According to Bauer,15 the estimated prevalence of adults with chronic tinnitus varies between 6% and 20%. Of these, between 1% and 3% suffer disabling tinnitus that interferes with their quality of life. The genesis of tinnitus is explained as a negative consequence of neural plasticity of the central nervous system after a peripheral aggression.

Scientific evidence has shown that reorganisation processes take place in the auditory cortex after suffering tinnitus associated to sensorineural hearing loss, as well as an overstimulation of certain tonotopic cortical areas.
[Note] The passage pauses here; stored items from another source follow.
use super::main::ProcessingSupervisor;
use super::stats::{PipelineStats, StatsSnapshot};
use super::task::IngestionTask;
use anyhow::{Context, Result};
use crossbeam_channel::{Receiver, SendError, Sender};
use log::{debug, info, warn};
use std::collections::HashSet;
use std::path::PathBuf;
use std::sync::{Arc, Mutex, MutexGuard, PoisonError};
use std::thread::{self, JoinHandle};

/// 接收處理工作的對象
pub trait TaskSink: Send + Sync {
    /// 送出工作；重複或已停止時回傳 `false`
    fn submit(&self, task: IngestionTask) -> bool;
}

/// 固定數量的處理執行緒加上有界佇列
///
/// 佇列已滿時 `submit` 會阻塞（背壓）。同一影片已在佇列中或處理中時，
/// 重複送出的工作會被略過。
pub struct WorkerPool {
    sender: Mutex<Option<Sender<IngestionTask>>>,
    workers: Mutex<Vec<JoinHandle<()>>>,
    in_flight: Arc<Mutex<HashSet<PathBuf>>>,
    stats: Arc<PipelineStats>,
}

impl WorkerPool {
    pub fn new(
        supervisor: Arc<ProcessingSupervisor>,
        worker_count: usize,
        queue_capacity: usize,
    ) -> Result<Self> {
        let worker_count = worker_count.max(1);
        let (sender, receiver) = crossbeam_channel::bounded(queue_capacity.max(1));
        let in_flight = Arc::new(Mutex::new(HashSet::new()));
        let stats = Arc::new(PipelineStats::default());

        let mut workers = Vec::with_capacity(worker_count);
        for index in 0..worker_count {
            let receiver = receiver.clone();
            let supervisor = Arc::clone(&supervisor);
            let in_flight = Arc::clone(&in_flight);
            let stats = Arc::clone(&stats);

            let handle = thread::Builder::new()
                .name(format!("ingest-worker-{index}"))
                .spawn(move || worker_loop(&receiver, &supervisor, &in_flight, &stats))
                .context("無法啟動處理執行緒")?;
            workers.push(handle);
        }

        info!("啟動 {worker_count} 個處理執行緒，佇列容量 {queue_capacity}");

        Ok(Self {
            sender: Mutex::new(Some(sender)),
            workers: Mutex::new(workers),
            in_flight,
            stats,
        })
    }

    #[must_use]
    pub fn stats(&self) -> StatsSnapshot {
        self.stats.snapshot()
    }

    /// 佇列中與處理中的工作數
    #[must_use]
    pub fn pending(&self) -> usize {
        lock(&self.in_flight).len()
    }

    /// 停止接收新工作，等待佇列清空後結束所有執行緒
    pub fn shutdown(&self) {
        if lock(&self.sender).take().is_none() {
            return;
        }

        let workers: Vec<_> = lock(&self.workers).drain(..).collect();
        info!("等待 {} 個處理執行緒結束...", workers.len());
        for worker in workers {
            if worker.join().is_err() {
                warn!("處理執行緒異常結束");
            }
        }
    }
}

impl TaskSink for WorkerPool {
    fn submit(&self, task: IngestionTask) -> bool {
        let Some(sender) = lock(&self.sender).clone() else {
            warn!("處理佇列已停止，略過 {}", task.display_name());
            return false;
        };

        if !lock(&self.in_flight).insert(task.video_path.clone()) {
            debug!("影片已在處理中，略過重複工作: {}", task.display_name());
            self.stats.record_duplicate();
            return false;
        }

        self.stats.record_submitted();
        if let Err(SendError(task)) = sender.send(task) {
            lock(&self.in_flight).remove(&task.video_path);
            return false;
        }
        true
    }
}

impl Drop for WorkerPool {
    fn drop(&mut self) {
        self.shutdown();
    }
}

fn worker_loop(
    receiver: &Receiver<IngestionTask>,
    supervisor: &ProcessingSupervisor,
    in_flight: &Mutex<HashSet<PathBuf>>,
    stats: &PipelineStats,
) {
    for task in receiver.iter() {
        let outcome = supervisor.supervise(&task);
        stats.record(&outcome);
        lock(in_flight).remove(&task.video_path);
    }
}

fn lock<T>(mutex: &Mutex<T>) -> MutexGuard<'_, T> {
    mutex.lock().unwrap_or_else(PoisonError::into_inner)
}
Herraiz et al.16 found that acoustic rehabilitation reduced the impact of this reorganisation and improved tinnitus.

Numerous studies support the suppression or improvement of tinnitus after cochlear implantation.2, 3, 4, 17, 18, 19 On average, between 60% and 90% of tinnitus cases in implanted patients with hearing loss show an improvement in perception, which sometimes even reaches its disappearance. This effect may persist for a certain time after switching off the processor, probably in relation to residual inhibition.20 Moreover, in some patients electrical stimulation of the auditory pathway succeeds in improving or even suppressing contralateral tinnitus.19, 21

In our study, we observed a suppression of tinnitus in 2 patients (20%), whereas 8 experienced an improvement in its perception (80%). In connection with the score obtained on the THI, there was a reduction from 72.1% in the preoperative period to 14.3% in the 3 postoperative months.

Bovo et al.19 conducted a study on 51 patients with profound, bilateral sensorineural hearing loss, who were candidates for cochlear implantation. The study cohort for tinnitus and cochlear implant was reduced to 36 patients; in 11 patients (30.5%), there was a suppression of tinnitus; in 16 (44.4%), its perception decreased; in 5 (13.9%), there was no change and in 4 patients (11.1%), there was a worsening. In connection with THI, there was an improvement in 72.2% of patients, no change in 2.8% and a worsening in 25% of cases. Of the 36 patients, 27 presented bilateral tinnitus and there was an improvement of contralateral tinnitus in 10 of them (45%).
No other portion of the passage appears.